O que o ex-presidente Fernando Henrique, Júlio César e Hitler têm em comum? Embora sejam de épocas diferentes, os três fizeram uso da criptografia para garantir sigilo nas informações. Em 1900 a. C., os egípcios usavam hieróglifos alternados enquanto escreviam suas mensagens em tabuletas. É o primeiro documento que se tem notícia de escrita criptográfica. O líder militar romano Júlio César usava a criptografia para comunicações de governo com seus generais. Ele trocava letras gregas pelas de latim.

Na Segunda Guerra Mundial, os alemães inventaram uma máquina capaz de cifrar em alta velocidade, a Enigma. Funcionava como uma máquina de escrever, com mecanismos rotatórios que trocavam as letras escritas por alfabeto codificado. Os nazistas mudavam a combinação todos os dias. Assim, quem interceptasse cartas que traziam mensagens importantes não conseguiria entender o que estava escrito. Os séculos se passaram, mas até bem pouco tempo atrás as informações trafegavam livres pela rede, sem garantia de segurança e sigilo.

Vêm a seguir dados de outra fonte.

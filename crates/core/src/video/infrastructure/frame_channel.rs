use std::time::Duration;

use crossbeam_channel::{Receiver, RecvTimeoutError, Sender};
use thiserror::Error;

use crate::shared::frame::Frame;

#[derive(Error, Debug, PartialEq, Eq)]
#[error("frame channel closed by the encoder thread")]
pub struct ChannelClosed;

/// Outcome of one bounded wait on the queue.
#[derive(Debug)]
pub enum Dequeued {
    Frame(Frame),
    /// Nothing arrived within the wait; the producer is still connected.
    Empty,
    /// The producer hung up and every queued frame has been handed out.
    Disconnected,
}

/// Creates a bounded FIFO between one producer and one encoder thread.
///
/// `enqueue` blocks while `capacity` frames are waiting, which throttles
/// frame production to encoder throughput.
pub fn frame_channel(capacity: usize, wait: Duration) -> (FrameSender, FrameReceiver) {
    let (tx, rx) = crossbeam_channel::bounded(capacity);
    (FrameSender { tx }, FrameReceiver { rx, wait })
}

pub struct FrameSender {
    tx: Sender<Frame>,
}

impl FrameSender {
    /// Copies `frame` into the queue, blocking while it is full.
    pub fn enqueue(&self, frame: &Frame) -> Result<(), ChannelClosed> {
        self.tx.send(frame.clone()).map_err(|_| ChannelClosed)
    }

    pub fn len(&self) -> usize {
        self.tx.len()
    }

    pub fn is_empty(&self) -> bool {
        self.tx.is_empty()
    }
}

pub struct FrameReceiver {
    rx: Receiver<Frame>,
    wait: Duration,
}

impl FrameReceiver {
    pub fn dequeue(&self) -> Dequeued {
        match self.rx.recv_timeout(self.wait) {
            Ok(frame) => Dequeued::Frame(frame),
            Err(RecvTimeoutError::Timeout) => Dequeued::Empty,
            Err(RecvTimeoutError::Disconnected) => Dequeued::Disconnected,
        }
    }

    pub fn is_empty(&self) -> bool {
        self.rx.is_empty()
    }
}
use std::time::Duration;

/// Encoders tried in order when resolving the output codec.
pub const CODEC_PREFERENCE: &[&str] = &["h264_nvenc", "libx264"];

pub const FFMPEG_BINARY: &str = "ffmpeg";

/// Pixel format of the encoded output (4:2:0 chroma subsampling).
pub const OUTPUT_PIXEL_FORMAT: &str = "yuv420p";

pub const ENCODER_LOG_LEVEL: &str = "quiet";

pub const DEFAULT_FPS: f64 = 30.0;

/// Frames buffered between a producer and its encoder thread.
pub const DEFAULT_CHANNEL_CAPACITY: usize = 100;

/// How long the encoder thread waits on an empty queue before re-checking
/// the stop flag.
pub const DEQUEUE_TIMEOUT: Duration = Duration::from_millis(100);

pub const BAG_METADATA_FILENAME: &str = "metadata.yaml";

pub const SQLITE_STORAGE_EXTENSION: &str = "db3";

pub const IMAGE_MSGTYPE: &str = "sensor_msgs/msg/Image";

pub const VIDEO_EXTENSION: &str = "mp4";

/// Frames between progress reports of one topic.
pub const DEFAULT_PROGRESS_EVERY: u64 = 100;

/// Frames between preview snapshots.
pub const DEFAULT_PREVIEW_EVERY: u64 = 30;
pub mod codec_resolver;
pub mod ffmpeg_process;
pub mod frame_channel;
pub mod snapshot_preview;
pub mod streaming_video_writer;
pub mod writer_factory;
use thiserror::Error;

use crate::shared::frame::{Frame, PixelFormat};

#[derive(Error, Debug, PartialEq, Eq)]
pub enum ImageError {
    #[error("unsupported pixel encoding '{0}'")]
    UnsupportedPixelFormat(String),
    #[error("row step {step} is smaller than {row_bytes} bytes per row")]
    InvalidStep { step: usize, row_bytes: usize },
    #[error("image data holds {actual} bytes, expected at least {expected}")]
    Truncated { expected: usize, actual: usize },
}

/// Decoded `sensor_msgs/msg/Image`.
#[derive(Clone, Debug, PartialEq, Eq)]
pub struct ImageMessage {
    pub stamp_sec: i32,
    pub stamp_nanosec: u32,
    pub frame_id: String,
    pub height: u32,
    pub width: u32,
    pub encoding: String,
    pub is_bigendian: bool,
    /// Bytes per row, including any padding.
    pub step: u32,
    pub data: Vec<u8>,
}

impl ImageMessage {
    /// Pixel layout this message streams as, if its encoding is supported.
    pub fn pixel_format(&self) -> Option<PixelFormat> {
        PixelFormat::from_ros_encoding(&self.encoding)
    }

    /// Converts into a tightly packed frame, dropping row padding.
    pub fn into_frame(self) -> Result<Frame, ImageError> {
        let format = self
            .pixel_format()
            .ok_or_else(|| ImageError::UnsupportedPixelFormat(self.encoding.clone()))?;

        let height = self.height as usize;
        let step = self.step as usize;
        let row_bytes = self.width as usize * format.channels() as usize;
        if step < row_bytes {
            return Err(ImageError::InvalidStep { step, row_bytes });
        }
        if self.data.len() < step * height {
            return Err(ImageError::Truncated {
                expected: step * height,
                actual: self.data.len(),
            });
        }

        let mut data = self.data;
        if step == row_bytes {
            data.truncate(row_bytes * height);
        } else {
            data = data
                .chunks_exact(step)
                .take(height)
                .flat_map(|row| &row[..row_bytes])
                .copied()
                .collect();
        }

        Ok(Frame::new(data, self.width, self.height, format))
    }
}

Somente em 2001, autoridades de governo brasileiro começaram a codificar os seus arquivos e e-mails, antes de enviá-los pela rede. A criptografia eletrônica torna quase impossível a missão dos hackers de se apropriar de senhas e violar as informações sigilosas. “A gente não pode dizer que é 100% seguro, mas precisamos sempre estar um passo à frente”, comenta Gilberto Netto, coordenador de Segurança da Informação do Serpro, empresa que criou em 2000 um sistema de certificação digital para garantir segurança na comunicação eletrônica entre a Casa Civil e os ministérios. A partir daí, o uso da tecnologia ganhou novos adeptos no governo, no setor produtivo e entidades de classe. E agora aproxima-se de você.